[Opening Recorded information section]

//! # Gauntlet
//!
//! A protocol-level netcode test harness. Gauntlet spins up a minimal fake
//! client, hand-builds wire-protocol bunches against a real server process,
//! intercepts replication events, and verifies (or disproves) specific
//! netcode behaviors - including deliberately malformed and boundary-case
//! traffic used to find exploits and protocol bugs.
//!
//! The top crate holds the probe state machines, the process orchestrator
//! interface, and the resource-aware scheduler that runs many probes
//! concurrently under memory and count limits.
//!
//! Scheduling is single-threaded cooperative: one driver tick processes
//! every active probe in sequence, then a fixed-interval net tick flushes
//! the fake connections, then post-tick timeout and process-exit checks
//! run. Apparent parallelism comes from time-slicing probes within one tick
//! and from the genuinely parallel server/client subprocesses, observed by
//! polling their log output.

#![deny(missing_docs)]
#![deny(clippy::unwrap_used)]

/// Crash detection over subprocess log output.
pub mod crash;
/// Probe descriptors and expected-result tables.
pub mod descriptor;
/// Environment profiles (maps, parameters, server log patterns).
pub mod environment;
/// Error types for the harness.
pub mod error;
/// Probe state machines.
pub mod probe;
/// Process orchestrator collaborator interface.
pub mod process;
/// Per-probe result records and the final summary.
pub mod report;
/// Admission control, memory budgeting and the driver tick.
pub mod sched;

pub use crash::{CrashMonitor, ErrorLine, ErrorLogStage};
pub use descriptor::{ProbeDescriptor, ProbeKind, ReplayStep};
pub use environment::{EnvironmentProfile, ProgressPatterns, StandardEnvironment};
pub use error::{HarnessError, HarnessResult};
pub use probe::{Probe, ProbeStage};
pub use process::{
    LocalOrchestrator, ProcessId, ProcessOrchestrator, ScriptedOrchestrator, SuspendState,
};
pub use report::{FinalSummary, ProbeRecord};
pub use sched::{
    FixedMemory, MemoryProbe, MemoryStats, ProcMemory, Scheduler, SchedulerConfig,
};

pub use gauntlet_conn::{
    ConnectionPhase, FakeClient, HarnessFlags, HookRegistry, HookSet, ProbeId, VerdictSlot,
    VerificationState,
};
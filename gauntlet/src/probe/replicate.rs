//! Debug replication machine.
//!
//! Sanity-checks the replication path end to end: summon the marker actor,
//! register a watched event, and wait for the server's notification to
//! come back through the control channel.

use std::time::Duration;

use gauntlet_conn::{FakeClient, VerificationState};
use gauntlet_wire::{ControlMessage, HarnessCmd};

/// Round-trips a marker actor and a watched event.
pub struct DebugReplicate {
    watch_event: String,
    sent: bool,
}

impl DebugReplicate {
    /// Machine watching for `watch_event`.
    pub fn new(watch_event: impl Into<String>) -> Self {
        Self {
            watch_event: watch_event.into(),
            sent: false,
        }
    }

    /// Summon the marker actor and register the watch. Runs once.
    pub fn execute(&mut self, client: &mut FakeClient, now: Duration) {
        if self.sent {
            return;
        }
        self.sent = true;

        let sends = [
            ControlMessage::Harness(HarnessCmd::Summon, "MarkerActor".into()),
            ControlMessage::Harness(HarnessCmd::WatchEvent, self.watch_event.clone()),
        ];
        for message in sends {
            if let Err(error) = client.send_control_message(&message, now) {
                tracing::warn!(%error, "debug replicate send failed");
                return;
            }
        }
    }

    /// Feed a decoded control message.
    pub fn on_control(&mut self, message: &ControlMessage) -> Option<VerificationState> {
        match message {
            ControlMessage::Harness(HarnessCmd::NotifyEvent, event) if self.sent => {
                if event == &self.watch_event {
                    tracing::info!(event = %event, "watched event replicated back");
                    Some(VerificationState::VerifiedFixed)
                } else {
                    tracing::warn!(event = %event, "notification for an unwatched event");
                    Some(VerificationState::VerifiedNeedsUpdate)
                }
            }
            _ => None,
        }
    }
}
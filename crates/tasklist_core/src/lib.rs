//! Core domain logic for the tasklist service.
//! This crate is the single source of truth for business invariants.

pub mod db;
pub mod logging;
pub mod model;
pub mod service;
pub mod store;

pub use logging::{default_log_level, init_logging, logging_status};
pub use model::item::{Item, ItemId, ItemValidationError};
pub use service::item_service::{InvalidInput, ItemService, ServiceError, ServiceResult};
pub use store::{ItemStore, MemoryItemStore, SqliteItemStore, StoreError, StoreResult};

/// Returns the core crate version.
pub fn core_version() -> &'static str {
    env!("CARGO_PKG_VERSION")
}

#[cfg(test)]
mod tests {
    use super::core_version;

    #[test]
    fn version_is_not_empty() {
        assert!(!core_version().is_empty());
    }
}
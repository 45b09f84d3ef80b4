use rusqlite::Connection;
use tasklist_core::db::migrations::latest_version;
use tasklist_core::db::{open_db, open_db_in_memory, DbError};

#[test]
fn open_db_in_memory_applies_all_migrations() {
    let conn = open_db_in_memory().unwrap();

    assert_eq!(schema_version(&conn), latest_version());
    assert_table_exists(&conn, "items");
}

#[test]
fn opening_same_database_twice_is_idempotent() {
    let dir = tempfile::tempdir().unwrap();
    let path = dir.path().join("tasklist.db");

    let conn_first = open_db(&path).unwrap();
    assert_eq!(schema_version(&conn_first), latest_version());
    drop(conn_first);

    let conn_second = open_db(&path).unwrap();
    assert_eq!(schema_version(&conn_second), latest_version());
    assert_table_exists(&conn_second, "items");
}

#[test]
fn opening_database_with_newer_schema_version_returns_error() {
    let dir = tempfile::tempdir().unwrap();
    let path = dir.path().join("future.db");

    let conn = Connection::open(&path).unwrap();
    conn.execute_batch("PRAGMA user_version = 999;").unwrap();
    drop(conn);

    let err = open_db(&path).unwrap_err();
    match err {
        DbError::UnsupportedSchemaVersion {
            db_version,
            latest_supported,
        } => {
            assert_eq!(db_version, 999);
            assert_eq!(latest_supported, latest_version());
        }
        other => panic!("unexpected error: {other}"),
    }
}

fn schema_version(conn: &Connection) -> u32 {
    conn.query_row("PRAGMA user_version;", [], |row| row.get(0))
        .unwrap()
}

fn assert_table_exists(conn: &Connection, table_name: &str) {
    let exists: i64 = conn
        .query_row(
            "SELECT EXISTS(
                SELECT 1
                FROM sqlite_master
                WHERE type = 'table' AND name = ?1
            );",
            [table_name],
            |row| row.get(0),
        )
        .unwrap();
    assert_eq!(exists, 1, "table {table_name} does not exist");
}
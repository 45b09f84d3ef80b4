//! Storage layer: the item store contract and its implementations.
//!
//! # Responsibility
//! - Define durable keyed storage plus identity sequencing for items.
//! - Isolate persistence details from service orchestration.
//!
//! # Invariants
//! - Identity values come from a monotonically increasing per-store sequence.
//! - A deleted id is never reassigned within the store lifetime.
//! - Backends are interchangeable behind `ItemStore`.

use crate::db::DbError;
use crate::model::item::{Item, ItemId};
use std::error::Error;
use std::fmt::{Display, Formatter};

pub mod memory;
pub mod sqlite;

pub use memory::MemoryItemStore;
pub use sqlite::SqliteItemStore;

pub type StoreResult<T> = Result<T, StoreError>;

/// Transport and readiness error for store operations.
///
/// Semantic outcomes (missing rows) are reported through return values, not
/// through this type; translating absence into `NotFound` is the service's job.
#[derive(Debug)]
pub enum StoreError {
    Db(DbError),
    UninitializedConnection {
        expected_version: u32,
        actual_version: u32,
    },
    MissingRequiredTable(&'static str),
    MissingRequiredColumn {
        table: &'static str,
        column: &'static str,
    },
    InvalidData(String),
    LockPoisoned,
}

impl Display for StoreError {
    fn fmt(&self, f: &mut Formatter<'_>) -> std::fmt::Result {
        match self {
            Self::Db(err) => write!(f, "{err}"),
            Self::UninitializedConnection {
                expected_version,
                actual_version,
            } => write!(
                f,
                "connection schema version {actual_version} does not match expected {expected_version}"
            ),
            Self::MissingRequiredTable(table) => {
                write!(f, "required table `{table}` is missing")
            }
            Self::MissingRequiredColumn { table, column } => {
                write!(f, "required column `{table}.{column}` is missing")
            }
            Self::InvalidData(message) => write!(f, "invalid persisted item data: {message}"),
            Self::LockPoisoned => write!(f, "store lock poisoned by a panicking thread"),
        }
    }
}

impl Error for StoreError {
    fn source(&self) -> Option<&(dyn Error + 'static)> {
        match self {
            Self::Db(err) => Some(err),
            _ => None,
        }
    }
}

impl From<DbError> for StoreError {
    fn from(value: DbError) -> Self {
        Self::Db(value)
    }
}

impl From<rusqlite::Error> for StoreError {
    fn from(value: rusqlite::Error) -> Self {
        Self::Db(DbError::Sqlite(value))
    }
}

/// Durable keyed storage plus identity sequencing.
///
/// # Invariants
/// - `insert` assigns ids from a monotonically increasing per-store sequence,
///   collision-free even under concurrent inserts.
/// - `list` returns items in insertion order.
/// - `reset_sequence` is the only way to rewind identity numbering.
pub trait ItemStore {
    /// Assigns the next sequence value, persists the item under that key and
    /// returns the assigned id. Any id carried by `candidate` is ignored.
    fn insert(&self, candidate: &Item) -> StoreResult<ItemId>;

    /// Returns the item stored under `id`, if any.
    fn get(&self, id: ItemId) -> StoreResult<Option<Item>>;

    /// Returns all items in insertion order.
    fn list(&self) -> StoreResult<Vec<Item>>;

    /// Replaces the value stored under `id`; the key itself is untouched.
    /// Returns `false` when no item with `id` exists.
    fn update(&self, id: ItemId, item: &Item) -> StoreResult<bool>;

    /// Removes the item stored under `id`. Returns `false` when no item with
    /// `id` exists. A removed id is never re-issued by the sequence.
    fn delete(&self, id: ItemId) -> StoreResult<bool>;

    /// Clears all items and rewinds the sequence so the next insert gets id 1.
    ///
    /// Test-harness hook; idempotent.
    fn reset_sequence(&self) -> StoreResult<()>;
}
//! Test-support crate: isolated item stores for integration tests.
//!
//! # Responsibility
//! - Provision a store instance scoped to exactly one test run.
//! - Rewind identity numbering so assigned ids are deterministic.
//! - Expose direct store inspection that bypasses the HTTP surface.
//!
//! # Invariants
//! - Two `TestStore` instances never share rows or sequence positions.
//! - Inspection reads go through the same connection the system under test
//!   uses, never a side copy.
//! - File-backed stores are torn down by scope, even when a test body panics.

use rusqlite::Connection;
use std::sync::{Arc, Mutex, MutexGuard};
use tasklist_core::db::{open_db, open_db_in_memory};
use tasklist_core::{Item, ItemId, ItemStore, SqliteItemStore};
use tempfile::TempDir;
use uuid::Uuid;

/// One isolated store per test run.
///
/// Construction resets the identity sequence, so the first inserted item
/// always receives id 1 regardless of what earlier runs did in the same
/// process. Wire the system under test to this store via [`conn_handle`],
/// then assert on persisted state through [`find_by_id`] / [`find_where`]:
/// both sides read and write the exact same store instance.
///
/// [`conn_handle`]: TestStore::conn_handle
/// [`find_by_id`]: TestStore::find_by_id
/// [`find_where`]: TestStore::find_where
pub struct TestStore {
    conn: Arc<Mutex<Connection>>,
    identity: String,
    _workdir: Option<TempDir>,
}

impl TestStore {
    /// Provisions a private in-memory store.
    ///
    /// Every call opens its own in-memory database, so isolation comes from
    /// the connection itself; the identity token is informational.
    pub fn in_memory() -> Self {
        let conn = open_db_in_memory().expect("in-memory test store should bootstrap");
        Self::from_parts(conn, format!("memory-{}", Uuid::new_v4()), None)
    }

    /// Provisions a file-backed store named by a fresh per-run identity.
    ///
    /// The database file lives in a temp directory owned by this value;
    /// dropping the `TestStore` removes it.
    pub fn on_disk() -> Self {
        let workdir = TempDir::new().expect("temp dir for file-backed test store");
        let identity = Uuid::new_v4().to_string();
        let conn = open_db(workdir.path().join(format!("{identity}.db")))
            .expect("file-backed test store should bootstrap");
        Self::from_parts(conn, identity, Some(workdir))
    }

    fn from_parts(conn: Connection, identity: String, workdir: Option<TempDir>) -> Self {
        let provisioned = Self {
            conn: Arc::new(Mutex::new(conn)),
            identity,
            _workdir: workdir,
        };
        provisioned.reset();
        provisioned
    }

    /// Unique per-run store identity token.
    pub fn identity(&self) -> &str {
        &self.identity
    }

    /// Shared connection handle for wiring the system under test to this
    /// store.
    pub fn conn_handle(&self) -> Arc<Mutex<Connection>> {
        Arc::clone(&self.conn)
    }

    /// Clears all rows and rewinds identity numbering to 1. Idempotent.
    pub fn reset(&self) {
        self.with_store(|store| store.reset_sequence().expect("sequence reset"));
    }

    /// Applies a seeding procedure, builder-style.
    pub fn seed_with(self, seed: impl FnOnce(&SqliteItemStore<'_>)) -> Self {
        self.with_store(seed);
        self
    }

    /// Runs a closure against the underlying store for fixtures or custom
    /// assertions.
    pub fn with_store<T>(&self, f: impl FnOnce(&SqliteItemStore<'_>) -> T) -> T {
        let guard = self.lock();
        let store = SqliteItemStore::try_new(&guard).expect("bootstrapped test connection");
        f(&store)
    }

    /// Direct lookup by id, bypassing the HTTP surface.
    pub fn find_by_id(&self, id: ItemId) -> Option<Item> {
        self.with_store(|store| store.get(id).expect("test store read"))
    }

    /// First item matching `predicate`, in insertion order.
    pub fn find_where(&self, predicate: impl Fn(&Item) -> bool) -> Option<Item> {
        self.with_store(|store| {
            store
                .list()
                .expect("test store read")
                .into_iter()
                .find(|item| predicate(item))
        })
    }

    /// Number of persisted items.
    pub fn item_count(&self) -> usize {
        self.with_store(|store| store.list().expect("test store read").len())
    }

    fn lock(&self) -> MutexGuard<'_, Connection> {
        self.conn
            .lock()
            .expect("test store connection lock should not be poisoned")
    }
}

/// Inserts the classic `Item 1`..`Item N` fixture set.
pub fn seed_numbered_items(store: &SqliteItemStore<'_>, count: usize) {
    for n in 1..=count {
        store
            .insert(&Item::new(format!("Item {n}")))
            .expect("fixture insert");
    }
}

[Closing Recorded information section]

■ **About this task**
Wherever the word "sent" appears in the entries above, copy that line.

■ **Response area**
    sent: bool,
            sent: false,
        if self.sent {
        self.sent = true;
            ControlMessage::Harness(HarnessCmd::NotifyEvent, event) if self.sent => {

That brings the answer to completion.